:: Task description ::
Going line by line through the entries below, count those that contain "thresholds". Give the number by itself.

= Beginning of Section =

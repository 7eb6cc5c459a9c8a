//! イベント CSV・閾値 JSON・集計 CSV の入出力

use std::fs;
use std::path::Path;

use anyhow::{Context, Result, bail};
use facsforge_core::{EventTable, ThresholdTable};
use serde::Serialize;

/// 列名の並んだヘッダ行だけを読む
pub fn read_csv_header(path: &Path) -> Result<Vec<String>> {
    let mut reader = csv::ReaderBuilder::new()
        .trim(csv::Trim::All)
        .from_path(path)
        .with_context(|| format!("Failed to open event file: {}", path.display()))?;
    let headers = reader
        .headers()
        .with_context(|| format!("Failed to read header of {}", path.display()))?;
    Ok(headers.iter().map(str::to_string).collect())
}

/// イベント CSV を読む
///
/// 1行目が列名、以降が数値。空欄は NaN として読む。
pub fn read_events_csv(path: &Path) -> Result<EventTable> {
    let mut reader = csv::ReaderBuilder::new()
        .trim(csv::Trim::All)
        .from_path(path)
        .with_context(|| format!("Failed to open event file: {}", path.display()))?;
    let names: Vec<String> = reader
        .headers()
        .with_context(|| format!("Failed to read header of {}", path.display()))?
        .iter()
        .map(str::to_string)
        .collect();
    if names.is_empty() {
        bail!("{}: no columns in header", path.display());
    }

    let mut columns: Vec<Vec<f64>> = vec![Vec::new(); names.len()];
    for (i, record) in reader.records().enumerate() {
        // ヘッダが1行目なのでデータは2行目から
        let line = i + 2;
        let record = record.with_context(|| format!("{}: malformed line {line}", path.display()))?;
        for (c, field) in record.iter().enumerate() {
            let value = if field.is_empty() {
                f64::NAN
            } else {
                field.parse::<f64>().with_context(|| {
                    format!(
                        "{}: line {line}, column '{}': '{field}' is not a number",
                        path.display(),
                        names[c]
                    )
                })?
            };
            columns[c].push(value);
        }
    }

    let table = EventTable::from_columns(names, columns)
        .with_context(|| format!("Invalid event table in {}", path.display()))?;
    log::info!("Read {} events x {} channels from {}", table.len(), table.n_columns(), path.display());
    Ok(table)
}

/// テーブルを CSV に書く。`sample_id` があれば末尾列に付ける。
pub fn write_events_csv(path: &Path, table: &EventTable, sample_id: Option<&str>) -> Result<()> {
    let mut out = csv::Writer::from_path(path)
        .with_context(|| format!("Failed to create {}", path.display()))?;

    let mut header: Vec<&str> = table.columns().iter().map(String::as_str).collect();
    if sample_id.is_some() {
        header.push("sample_id");
    }
    out.write_record(&header)?;

    for row in table.iter_rows() {
        let mut record: Vec<String> = row.values().map(|v| v.to_string()).collect();
        if let Some(id) = sample_id {
            record.push(id.to_string());
        }
        out.write_record(&record)?;
    }
    out.flush().with_context(|| format!("Failed to write {}", path.display()))?;
    Ok(())
}

/// 複数サンプルの同名集団を連結して書く
///
/// 列はサンプル間の和集合（初出順）。そのサンプルにない列は空欄。
pub fn write_merged_events_csv(path: &Path, parts: &[(String, EventTable)]) -> Result<()> {
    let mut header: Vec<&str> = Vec::new();
    for (_, table) in parts {
        for name in table.columns() {
            if !header.contains(&name.as_str()) {
                header.push(name);
            }
        }
    }

    let mut out = csv::Writer::from_path(path)
        .with_context(|| format!("Failed to create {}", path.display()))?;
    let mut full_header = header.clone();
    full_header.push("sample_id");
    out.write_record(&full_header)?;

    for (sample_id, table) in parts {
        let positions: Vec<Option<usize>> = header.iter().map(|h| table.column_index(h)).collect();
        for row in table.iter_rows() {
            let mut record: Vec<String> = positions
                .iter()
                .map(|p| p.map(|c| row.get(c).to_string()).unwrap_or_default())
                .collect();
            record.push(sample_id.clone());
            out.write_record(&record)?;
        }
    }
    out.flush().with_context(|| format!("Failed to write {}", path.display()))?;
    Ok(())
}

/// 閾値表を JSON で書く
pub fn write_thresholds_json(path: &Path, thresholds: &ThresholdTable) -> Result<()> {
    let json = thresholds.to_json_pretty()?;
    fs::write(path, json).with_context(|| format!("Failed to write {}", path.display()))
}

/// summary.csv の1行
#[derive(Debug, Clone, PartialEq, Serialize)]
pub struct SummaryRow {
    pub population: String,
    pub parent: String,
    pub events: usize,
    pub percent_of_parent: f64,
    pub sample_id: String,
}

/// summary.csv の列名
const SUMMARY_HEADER: [&str; 5] = ["population", "parent", "events", "percent_of_parent", "sample_id"];

/// 集計 CSV を書く。行が無くてもヘッダは書く。
pub fn write_summary_csv(path: &Path, rows: &[SummaryRow]) -> Result<()> {
    let mut out = csv::WriterBuilder::new()
        .has_headers(false)
        .from_path(path)
        .with_context(|| format!("Failed to create {}", path.display()))?;
    out.write_record(SUMMARY_HEADER)?;
    for row in rows {
        out.serialize(row)?;
    }
    out.flush().with_context(|| format!("Failed to write {}", path.display()))?;
    Ok(())
}

/// 集団名から出力ファイル名 `gated_<name>.csv` を作る
pub fn gated_file_name(population: &str) -> String {
    let safe: String = population
        .chars()
        .map(|c| if matches!(c, '/' | '\\' | ':') { '_' } else { c })
        .collect();
    format!("gated_{safe}.csv")
}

= End of Section =

:: The completed task ::
2